If our builders had their way, they’d build wherever there is space. Take Gilbert Hill in Mumbai, for example. It is one of only two 65 million year old rocks on Earth. The other one is in the US and is declared a heritage site - protected and preserved by the government. The one in Mumbai is hemmed in by tall buildings and desecrated by humans, has a temple on top with a resident caretaker and builders are trying to get permission to build on it. Over 33,000 people have signed the petition to save Gilbert Hill.

What chance do the poor have to live in comfort? They simply put up shanty houses and now, we have shanty towns within our cities. They also encroach on our footpaths, railway stations and any public place – as long as they can remain in the city to eke out a living and feed their families.
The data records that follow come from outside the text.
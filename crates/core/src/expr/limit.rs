use std::fmt;

use anyhow::Result;
use reblessive::tree::Stk;
use serde::{Deserialize, Serialize};

use crate::ctx::Context;
use crate::dbs::Options;
use crate::doc::CursorDoc;
use crate::err::Error;
use crate::expr::Expr;
use crate::val::Value;

#[derive(Clone, Debug, PartialEq, Serialize, Deserialize)]
#[serde(transparent)]
pub struct Limit(pub Expr);

impl Limit {
	/// Computes the maximum number of rows to return. A negative limit
	/// does not cap the output.
	pub(crate) async fn process(
		&self,
		stk: &mut Stk,
		ctx: &Context,
		opt: &Options,
		doc: Option<&CursorDoc>,
	) -> Result<Option<usize>> {
		match stk.run(|stk| self.0.compute(stk, ctx, opt, doc)).await {
			// A negative number places no limit on the output
			Ok(Value::Number(v)) if v.is_negative() => Ok(None),
			// This is a valid limiting number
			Ok(Value::Number(v)) => Ok(Some(v.to_usize())),
			// An invalid value was specified
			Ok(v) => Err(anyhow::Error::new(Error::InvalidLimit {
				value: v.to_raw_string(),
			})),
			// A different error occurred
			Err(e) => Err(e),
		}
	}
}

impl fmt::Display for Limit {
	fn fmt(&self, f: &mut fmt::Formatter) -> fmt::Result {
		write!(f, "LIMIT {}", self.0)
	}
}
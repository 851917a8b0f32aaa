use anyhow::Result;

use crate::val::{Number, Value};

pub fn not(a: Value) -> Result<Value> {
	Ok((!a.is_truthy()).into())
}

pub fn neg(a: Value) -> Result<Value> {
	Ok(match a {
		Value::Number(Number::Int(v)) => match v.checked_neg() {
			Some(v) => Value::from(v),
			None => Value::from(-(v as f64)),
		},
		Value::Number(Number::Float(v)) => Value::from(-v),
		_ => Value::None,
	})
}

pub fn equal(a: &Value, b: &Value) -> Result<Value> {
	Ok(a.equal(b).into())
}

pub fn not_equal(a: &Value, b: &Value) -> Result<Value> {
	Ok((!a.equal(b)).into())
}

pub fn less_than(a: &Value, b: &Value) -> Result<Value> {
	Ok(a.lt(b).into())
}

pub fn less_than_or_equal(a: &Value, b: &Value) -> Result<Value> {
	Ok(a.le(b).into())
}

pub fn more_than(a: &Value, b: &Value) -> Result<Value> {
	Ok(a.gt(b).into())
}

pub fn more_than_or_equal(a: &Value, b: &Value) -> Result<Value> {
	Ok(a.ge(b).into())
}

pub fn inside(a: &Value, b: &Value) -> Result<Value> {
	Ok(b.contains(a).into())
}

pub fn not_inside(a: &Value, b: &Value) -> Result<Value> {
	Ok((!b.contains(a)).into())
}
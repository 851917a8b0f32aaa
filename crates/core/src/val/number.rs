use std::cmp::Ordering;
use std::fmt::{self, Display, Formatter};
use std::hash;
use std::iter::Sum;
use std::ops;

use serde::{Deserialize, Serialize};

/// A numeric value, either a signed integer or a float. Integers and floats
/// holding the same numeric value are equal, order together, and hash alike.
#[derive(Clone, Copy, Debug, Serialize, Deserialize)]
#[serde(untagged)]
pub enum Number {
	Int(i64),
	Float(f64),
}

impl Default for Number {
	fn default() -> Self {
		Self::Int(0)
	}
}

impl From<i64> for Number {
	fn from(i: i64) -> Self {
		Self::Int(i)
	}
}

impl From<i32> for Number {
	fn from(i: i32) -> Self {
		Self::Int(i as i64)
	}
}

impl From<usize> for Number {
	fn from(i: usize) -> Self {
		Self::Int(i as i64)
	}
}

impl From<f64> for Number {
	fn from(f: f64) -> Self {
		Self::Float(f)
	}
}

impl Display for Number {
	fn fmt(&self, f: &mut Formatter) -> fmt::Result {
		match self {
			Number::Int(v) => Display::fmt(v, f),
			Number::Float(v) => {
				if v.is_finite() && v.fract() == 0.0 {
					write!(f, "{v:.1}f")
				} else {
					write!(f, "{v}f")
				}
			}
		}
	}
}

impl Number {
	// -----------------------------------
	// Simple number detection
	// -----------------------------------

	pub fn is_float(&self) -> bool {
		matches!(self, Number::Float(_))
	}

	pub fn is_truthy(&self) -> bool {
		match self {
			Number::Int(v) => v != &0,
			Number::Float(v) => v != &0.0,
		}
	}

	pub fn is_negative(&self) -> bool {
		match self {
			Number::Int(v) => v < &0,
			Number::Float(v) => v < &0.0,
		}
	}

	// -----------------------------------
	// Simple conversion of number
	// -----------------------------------

	pub fn to_float(&self) -> f64 {
		match self {
			Number::Int(v) => *v as f64,
			Number::Float(v) => *v,
		}
	}

	/// Converts this number into a count of rows, clamping negative
	/// values to zero and truncating fractions.
	pub fn to_usize(&self) -> usize {
		match self {
			Number::Int(v) => (*v).max(0) as usize,
			Number::Float(v) if v.is_nan() => 0,
			Number::Float(v) => v.max(0.0) as usize,
		}
	}
}

impl Ord for Number {
	fn cmp(&self, other: &Self) -> Ordering {
		match (self, other) {
			(Number::Int(v), Number::Int(w)) => v.cmp(w),
			(Number::Float(v), Number::Float(w)) => v.total_cmp(w),
			(Number::Int(v), Number::Float(w)) => (*v as f64).total_cmp(w),
			(Number::Float(v), Number::Int(w)) => v.total_cmp(&(*w as f64)),
		}
	}
}

impl PartialOrd for Number {
	fn partial_cmp(&self, other: &Self) -> Option<Ordering> {
		Some(self.cmp(other))
	}
}

impl Eq for Number {}

impl PartialEq for Number {
	fn eq(&self, other: &Self) -> bool {
		self.cmp(other) == Ordering::Equal
	}
}

impl hash::Hash for Number {
	fn hash<H: hash::Hasher>(&self, state: &mut H) {
		match self {
			Number::Int(v) => v.hash(state),
			Number::Float(v) if v.fract() == 0.0 && *v >= i64::MIN as f64 && *v <= i64::MAX as f64 => {
				(*v as i64).hash(state)
			}
			Number::Float(v) => v.to_bits().hash(state),
		}
	}
}

impl ops::Add for Number {
	type Output = Self;
	fn add(self, other: Self) -> Self {
		match (self, other) {
			(Number::Int(v), Number::Int(w)) => match v.checked_add(w) {
				Some(x) => Number::Int(x),
				None => Number::Float(v as f64 + w as f64),
			},
			(v, w) => Number::Float(v.to_float() + w.to_float()),
		}
	}
}

impl Sum<Self> for Number {
	fn sum<I>(iter: I) -> Number
	where
		I: Iterator<Item = Self>,
	{
		iter.fold(Number::Int(0), |a, b| a + b)
	}
}

#[cfg(test)]
mod tests {
	use std::collections::hash_map::DefaultHasher;
	use std::hash::{Hash, Hasher};

	use super::*;

	fn hash_of(n: Number) -> u64 {
		let mut h = DefaultHasher::new();
		n.hash(&mut h);
		h.finish()
	}

	#[test]
	fn int_and_float_compare_equal() {
		assert_eq!(Number::Int(1), Number::Float(1.0));
		assert!(Number::Int(2) < Number::Float(2.5));
		assert!(Number::Float(-0.5) < Number::Int(0));
		assert_eq!(hash_of(Number::Int(7)), hash_of(Number::Float(7.0)));
	}

	#[test]
	fn usize_conversion_clamps() {
		assert_eq!(Number::Int(-10).to_usize(), 0);
		assert_eq!(Number::Float(5.9).to_usize(), 5);
		assert_eq!(Number::Float(f64::NAN).to_usize(), 0);
		assert_eq!(Number::Int(100).to_usize(), 100);
	}

	#[test]
	fn sum_overflows_into_float() {
		let total: Number = vec![Number::Int(i64::MAX), Number::Int(1)].into_iter().sum();
		assert!(total.is_float());
		let total: Number = vec![Number::Int(1), Number::Float(0.5)].into_iter().sum();
		assert_eq!(total, Number::Float(1.5));
	}
}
Villagers come in their droves too as there is no proper infrastructure in their villages. I have written about their investing in wiring for their houses in anticipation of the government’s promise of an electricity grid. The government did not fulfil that promise in thousands of our villages. Thanks to private enterprise and having to re-invest again, they now have solar panels. (The post is here) I leave it to you to judge whether the government is short of funds or whether individuals in the government siphon off funds allocated for various noble sounding projects for the good of our villages.  And that is just one of their (the villagers’) problems. There’s the lack of pucca roads. No infrastructure and no connectivity? It is difficult to eke out a living under those circumstances. The obvious solution for many - why not migrate to our cities?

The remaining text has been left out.